Azelastin
Azelastin ist ein nicht sedierendes Antihistaminikum der 2. Generation. Antihistaminika hemmen die Wirkung von Histamin am H1-Rezeptor kompetitiv. Azelastin wird meistens lokal in Form von Augen- oder Nasentropfen verwendet, steht jedoch auch in oraler Form zur Verfügung. Bei lokaler Anwendung ist die Resorption sehr gering, es werden nach Anwendung an Auge oder Nase keine systemischen Spiegel erwartet.
- Indikation (Anwendungsgebiet)
Symptomatische Behandlung der allergischen Rhinitis und Konjunktivitis.
- Produktnamen
Allergodil®, Pollival®, Azedil® und andere
Erfahrungen in der Schwangerschaft
Erfahrungsumfang: GERING
1. Trimenon
Zur Anwendung von Azelastin im 1. Trimenon liegen keine publizierten Studien vor. Hinweise auf eine teratogene Wirkung sind bisher nicht bekannt geworden.
2.-3. Trimenon / Perinatal
Systematische Studien zur Anwendung im 2. und 3. Trimenon liegen nicht vor, ein fetotoxischer Effekt erscheint unwahrscheinlich.
Empfehlungen zur Schwangerschaft
Planung einer Therapie oder Planung einer Schwangerschaft unter Therapie
Für die orale Anwendung sollten die besser untersuchten Alternativen gewählt werden.

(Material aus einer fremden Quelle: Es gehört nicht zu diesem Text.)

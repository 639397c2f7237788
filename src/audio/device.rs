//! Audio device helpers

use cpal::traits::{DeviceTrait, HostTrait};

use crate::error::AudioError;

/// Default input device, or `DeviceUnavailable` when none is present.
pub fn default_input_device() -> Result<cpal::Device, AudioError> {
    cpal::default_host()
        .default_input_device()
        .ok_or_else(|| AudioError::DeviceUnavailable("no default input device".to_string()))
}

/// Default output device, or `DeviceUnavailable` when none is present.
pub fn default_output_device() -> Result<cpal::Device, AudioError> {
    cpal::default_host()
        .default_output_device()
        .ok_or_else(|| AudioError::DeviceUnavailable("no default output device".to_string()))
}

/// Stream config for the device's native channel count at the pipeline
/// sample rate.
pub fn input_stream_config(
    device: &cpal::Device,
    sample_rate: u32,
) -> Result<cpal::StreamConfig, AudioError> {
    let native = device
        .default_input_config()
        .map_err(|e| AudioError::DeviceUnavailable(e.to_string()))?;

    Ok(cpal::StreamConfig {
        channels: native.channels(),
        sample_rate: cpal::SampleRate(sample_rate),
        buffer_size: cpal::BufferSize::Default,
    })
}

/// Output twin of [`input_stream_config`].
pub fn output_stream_config(
    device: &cpal::Device,
    sample_rate: u32,
) -> Result<cpal::StreamConfig, AudioError> {
    let native = device
        .default_output_config()
        .map_err(|e| AudioError::DeviceUnavailable(e.to_string()))?;

    Ok(cpal::StreamConfig {
        channels: native.channels(),
        sample_rate: cpal::SampleRate(sample_rate),
        buffer_size: cpal::BufferSize::Default,
    })
}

Eine lokale Anwendung von Azelastin an Auge und Nase ist möglich, da die Resorption sehr gering ist und keine systemischen Spiegel zu erwarten sind.
Konsequenzen nach Anwendung in der Schwangerschaft
keine.
Besser geeignete Alternativen
Systemische (orale) Therapie: Loratadin, Cetirizin
Stillzeit
Pharmakokinetik
HWZ: 20 h; Proteinbindung: 80 – 90%; molare Masse: 382 g/mol; orale Bioverfügbarkeit: 82%.
Klinik
Daten zum Übergang in die Muttermilch liegen nicht vor.
Empfehlung
Die lokale Anwendung von Azelastin in der Stillzeit ist akzeptabel. Bei einer oralen Anwendung sollten Loratadin oder Cetirizin bevorzugt werden.